WHAT THIS TASK INVOLVES >> Would you filter the listing below so that only lines with the word "Strategy" remain?

SUPPLIED RECORDS >>
_ _ _ _
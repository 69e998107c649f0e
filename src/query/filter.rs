//! Per-entity filter predicates.
//!
//! A filter is the typed equivalent of the source scripts' `where` objects:
//! every present field term must match (conjunction), `or` terms form one
//! disjunction group, and relation terms constrain linked records through
//! correlated `EXISTS` subqueries.

use serde::{Deserialize, Serialize};

use super::scalar::{IntFilter, StringFilter};
use super::sql::{Bind, Sql};

/// Filter over `User` records.
///
/// The empty (default) filter matches every user.
///
/// # Example
///
/// ```
/// use record_store::query::{IntFilter, StringFilter, UserFilter};
///
/// // age > 1 AND age < 30 AND age <> 25 AND (contains "e" OR starts with "J")
/// let filter = UserFilter::default()
///     .age(IntFilter::Gt(1))
///     .age(IntFilter::Lt(30))
///     .age(IntFilter::Not(25))
///     .or(UserFilter::default().name(StringFilter::contains("e")))
///     .or(UserFilter::default().name(StringFilter::starts_with("J")));
/// # let _ = filter;
/// ```
#[derive(Debug, Clone, Default, PartialEq, Eq, Serialize, Deserialize)]
#[serde(default, rename_all = "camelCase")]
pub struct UserFilter {
    /// Terms on the `id` column.
    pub id: Vec<IntFilter>,
    /// Terms on the `email` column.
    pub email: Vec<StringFilter>,
    /// Terms on the `name` column.
    pub name: Vec<StringFilter>,
    /// Terms on the `age` column.
    pub age: Vec<IntFilter>,
    /// Terms on the `role` column.
    pub role: Vec<StringFilter>,
    /// The user's preferences record must exist and match (`is`).
    pub preferences: Option<Box<PreferencesFilter>>,
    /// At least one of the user's posts must match (`some`).
    pub posts_some: Option<Box<PostFilter>>,
    /// Nested filters, all of which must match.
    pub and: Vec<UserFilter>,
    /// Nested filters, at least one of which must match.
    pub or: Vec<UserFilter>,
}

impl UserFilter {
    /// Add a term on `id`.
    #[must_use]
    pub fn id(mut self, term: IntFilter) -> Self {
        self.id.push(term);
        self
    }

    /// Add a term on `email`.
    #[must_use]
    pub fn email(mut self, term: StringFilter) -> Self {
        self.email.push(term);
        self
    }

    /// Add a term on `name`.
    #[must_use]
    pub fn name(mut self, term: StringFilter) -> Self {
        self.name.push(term);
        self
    }

    /// Add a term on `age`.
    #[must_use]
    pub fn age(mut self, term: IntFilter) -> Self {
        self.age.push(term);
        self
    }

    /// Add a term on `role`.
    #[must_use]
    pub fn role(mut self, term: StringFilter) -> Self {
        self.role.push(term);
        self
    }

    /// Require the linked preferences record to match.
    #[must_use]
    pub fn preferences(mut self, filter: PreferencesFilter) -> Self {
        self.preferences = Some(Box::new(filter));
        self
    }

    /// Require at least one linked post to match.
    #[must_use]
    pub fn posts_some(mut self, filter: PostFilter) -> Self {
        self.posts_some = Some(Box::new(filter));
        self
    }

    /// Add a nested filter that must also match.
    #[must_use]
    pub fn and(mut self, filter: Self) -> Self {
        self.and.push(filter);
        self
    }

    /// Add a nested filter to the disjunction group.
    #[must_use]
    pub fn or(mut self, filter: Self) -> Self {
        self.or.push(filter);
        self
    }

    /// True if no term is present.
    #[must_use]
    pub fn is_empty(&self) -> bool {
        self.id.is_empty()
            && self.email.is_empty()
            && self.name.is_empty()
            && self.age.is_empty()
            && self.role.is_empty()
            && self.preferences.is_none()
            && self.posts_some.is_none()
            && self.and.is_empty()
            && self.or.is_empty()
    }

    /// Render to a `WHERE` fragment with columns qualified by `alias`.
    pub(crate) fn render(&self, alias: &str) -> Sql {
        let mut parts = Vec::new();

        for term in &self.id {
            parts.push(term.render(&format!("{alias}.id")));
        }
        for term in &self.email {
            parts.push(term.render(&format!("{alias}.email")));
        }
        for term in &self.name {
            parts.push(term.render(&format!("{alias}.name")));
        }
        for term in &self.age {
            parts.push(term.render(&format!("{alias}.age")));
        }
        for term in &self.role {
            parts.push(term.render(&format!("{alias}.role")));
        }

        if let Some(preferences) = &self.preferences {
            let inner = preferences.render("p");
            parts.push(Sql::new(
                format!(
                    "EXISTS (SELECT 1 FROM preferences p WHERE p.user_id = {alias}.id AND {})",
                    inner.clause
                ),
                inner.binds,
            ));
        }

        if let Some(posts) = &self.posts_some {
            let inner = posts.render("q");
            parts.push(Sql::new(
                format!(
                    "EXISTS (SELECT 1 FROM posts q WHERE q.user_id = {alias}.id AND {})",
                    inner.clause
                ),
                inner.binds,
            ));
        }

        for nested in &self.and {
            parts.push(nested.render(alias));
        }

        if !self.or.is_empty() {
            parts.push(Sql::or_group(
                self.or.iter().map(|nested| nested.render(alias)).collect(),
            ));
        }

        Sql::and_group(parts)
    }
}

/// Filter over `Preferences` records.
///
/// The empty (default) filter matches every preferences record.
#[derive(Debug, Clone, Default, PartialEq, Eq, Serialize, Deserialize)]
#[serde(default, rename_all = "camelCase")]
pub struct PreferencesFilter {
    /// Terms on the `id` column.
    pub id: Vec<IntFilter>,
    /// Terms on the `user_id` column.
    pub user_id: Vec<IntFilter>,
    /// Terms on the `theme` column.
    pub theme: Vec<StringFilter>,
}

impl PreferencesFilter {
    /// Add a term on `id`.
    #[must_use]
    pub fn id(mut self, term: IntFilter) -> Self {
        self.id.push(term);
        self
    }

    /// Add a term on `user_id`.
    #[must_use]
    pub fn user_id(mut self, term: IntFilter) -> Self {
        self.user_id.push(term);
        self
    }

    /// Add a term on `theme`.
    #[must_use]
    pub fn theme(mut self, term: StringFilter) -> Self {
        self.theme.push(term);
        self
    }

    pub(crate) fn render(&self, alias: &str) -> Sql {
        let mut parts = Vec::new();
        for term in &self.id {
            parts.push(term.render(&format!("{alias}.id")));
        }
        for term in &self.user_id {
            parts.push(term.render(&format!("{alias}.user_id")));
        }
        for term in &self.theme {
            parts.push(term.render(&format!("{alias}.theme")));
        }
        Sql::and_group(parts)
    }
}

/// Filter over `Post` records.
///
/// The empty (default) filter matches every post.
#[derive(Debug, Clone, Default, PartialEq, Eq, Serialize, Deserialize)]
#[serde(default, rename_all = "camelCase")]
pub struct PostFilter {
    /// Terms on the `id` column.
    pub id: Vec<IntFilter>,
    /// Terms on the `user_id` column.
    pub user_id: Vec<IntFilter>,
    /// Terms on the `title` column.
    pub title: Vec<StringFilter>,
    /// Required value of the `published` flag.
    pub published: Option<bool>,
    /// Nested filters, all of which must match.
    pub and: Vec<PostFilter>,
    /// Nested filters, at least one of which must match.
    pub or: Vec<PostFilter>,
}

impl PostFilter {
    /// Add a term on `id`.
    #[must_use]
    pub fn id(mut self, term: IntFilter) -> Self {
        self.id.push(term);
        self
    }

    /// Add a term on `user_id`.
    #[must_use]
    pub fn user_id(mut self, term: IntFilter) -> Self {
        self.user_id.push(term);
        self
    }

    /// Add a term on `title`.
    #[must_use]
    pub fn title(mut self, term: StringFilter) -> Self {
        self.title.push(term);
        self
    }

    /// Require the `published` flag to equal `value`.
    #[must_use]
    pub const fn published(mut self, value: bool) -> Self {
        self.published = Some(value);
        self
    }

    /// Add a nested filter that must also match.
    #[must_use]
    pub fn and(mut self, filter: Self) -> Self {
        self.and.push(filter);
        self
    }

    /// Add a nested filter to the disjunction group.
    #[must_use]
    pub fn or(mut self, filter: Self) -> Self {
        self.or.push(filter);
        self
    }

    pub(crate) fn render(&self, alias: &str) -> Sql {
        let mut parts = Vec::new();
        for term in &self.id {
            parts.push(term.render(&format!("{alias}.id")));
        }
        for term in &self.user_id {
            parts.push(term.render(&format!("{alias}.user_id")));
        }
        for term in &self.title {
            parts.push(term.render(&format!("{alias}.title")));
        }
        if let Some(published) = self.published {
            parts.push(Sql::new(
                format!("{alias}.published = ?"),
                vec![Bind::Bool(published)],
            ));
        }
        for nested in &self.and {
            parts.push(nested.render(alias));
        }
        if !self.or.is_empty() {
            parts.push(Sql::or_group(
                self.or.iter().map(|nested| nested.render(alias)).collect(),
            ));
        }
        Sql::and_group(parts)
    }
}

#[cfg(test)]
#[allow(clippy::unwrap_used, clippy::expect_used)]
mod tests {
    use super::*;
    use pretty_assertions::assert_eq;
    use proptest::prelude::*;

    #[test]
    fn test_empty_filter_matches_all() {
        let sql = UserFilter::default().render("users");
        assert_eq!(sql.clause, "1=1");
        assert!(sql.binds.is_empty());
    }

    #[test]
    fn test_is_empty() {
        assert!(UserFilter::default().is_empty());
        assert!(!UserFilter::default().age(IntFilter::Equals(25)).is_empty());
    }

    #[test]
    fn test_single_term() {
        let sql = UserFilter::default()
            .age(IntFilter::Equals(25))
            .render("users");
        assert_eq!(sql.clause, "users.age = ?");
        assert_eq!(sql.binds, vec![Bind::Int(25)]);
    }

    #[test]
    fn test_multiple_terms_conjoined() {
        let sql = UserFilter::default()
            .age(IntFilter::Gt(1))
            .age(IntFilter::Lt(30))
            .age(IntFilter::Not(25))
            .render("users");
        assert_eq!(
            sql.clause,
            "(users.age > ? AND users.age < ? AND users.age <> ?)"
        );
        assert_eq!(sql.binds.len(), 3);
    }

    #[test]
    fn test_or_group_renders_disjunction() {
        let sql = UserFilter::default()
            .age(IntFilter::Equals(25))
            .or(UserFilter::default().name(StringFilter::contains("e")))
            .or(UserFilter::default().name(StringFilter::starts_with("J")))
            .render("users");
        assert_eq!(
            sql.clause,
            "(users.age = ? AND (instr(users.name, ?) > 0 OR substr(users.name, 1, ?) = ?))"
        );
        assert_eq!(sql.binds.len(), 4);
    }

    #[test]
    fn test_preferences_relation_renders_exists() {
        let sql = UserFilter::default()
            .preferences(PreferencesFilter::default().theme(StringFilter::equals("dark")))
            .render("users");
        assert_eq!(
            sql.clause,
            "EXISTS (SELECT 1 FROM preferences p WHERE p.user_id = users.id AND p.theme = ?)"
        );
        assert_eq!(sql.binds, vec![Bind::Text("dark".into())]);
    }

    #[test]
    fn test_posts_relation_renders_exists() {
        let sql = UserFilter::default()
            .posts_some(PostFilter::default().published(true))
            .render("users");
        assert_eq!(
            sql.clause,
            "EXISTS (SELECT 1 FROM posts q WHERE q.user_id = users.id AND q.published = ?)"
        );
        assert_eq!(sql.binds, vec![Bind::Bool(true)]);
    }

    #[test]
    fn test_nested_and_filters() {
        let sql = UserFilter::default()
            .and(UserFilter::default().age(IntFilter::Gt(1)))
            .and(
                UserFilter::default()
                    .or(UserFilter::default().name(StringFilter::contains("e")))
                    .or(UserFilter::default().name(StringFilter::starts_with("J"))),
            )
            .render("users");
        assert_eq!(
            sql.clause,
            "(users.age > ? AND (instr(users.name, ?) > 0 OR substr(users.name, 1, ?) = ?))"
        );
    }

    #[test]
    fn test_post_filter_title_and_published() {
        let sql = PostFilter::default()
            .title(StringFilter::contains("intro"))
            .published(false)
            .render("posts");
        assert_eq!(
            sql.clause,
            "(instr(posts.title, ?) > 0 AND posts.published = ?)"
        );
    }

    fn arb_int_terms() -> impl Strategy<Value = Vec<IntFilter>> {
        prop::collection::vec(
            prop_oneof![
                any::<i64>().prop_map(IntFilter::Equals),
                any::<i64>().prop_map(IntFilter::Gt),
                any::<i64>().prop_map(IntFilter::Lt),
                any::<i64>().prop_map(IntFilter::Not),
            ],
            0..4,
        )
    }

    fn arb_string_terms() -> impl Strategy<Value = Vec<StringFilter>> {
        prop::collection::vec(
            prop_oneof![
                "[a-zA-Z@.%_]{0,12}".prop_map(StringFilter::Equals),
                "[a-zA-Z@.%_]{0,12}".prop_map(StringFilter::Not),
                "[a-zA-Z@.%_]{0,12}".prop_map(StringFilter::Contains),
                "[a-zA-Z@.%_]{0,12}".prop_map(StringFilter::StartsWith),
            ],
            0..4,
        )
    }

    proptest! {
        // The placeholder/bind invariant must hold for any filter shape.
        #[test]
        fn prop_placeholder_count_matches_binds(
            ages in arb_int_terms(),
            names in arb_string_terms(),
            emails in arb_string_terms(),
            or_names in arb_string_terms(),
        ) {
            let mut filter = UserFilter { age: ages, name: names, email: emails, ..UserFilter::default() };
            for term in or_names {
                filter = filter.or(UserFilter::default().name(term));
            }
            let sql = filter.render("users");
            prop_assert_eq!(sql.clause.matches('?').count(), sql.binds.len());
            prop_assert_eq!(
                sql.clause.matches('(').count(),
                sql.clause.matches(')').count()
            );
        }
    }
}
_ _ _ _
TASK SOLUTION >>
    fn arb_int_terms() -> impl Strategy<Value = Vec<IntFilter>> {
    fn arb_string_terms() -> impl Strategy<Value = Vec<StringFilter>> {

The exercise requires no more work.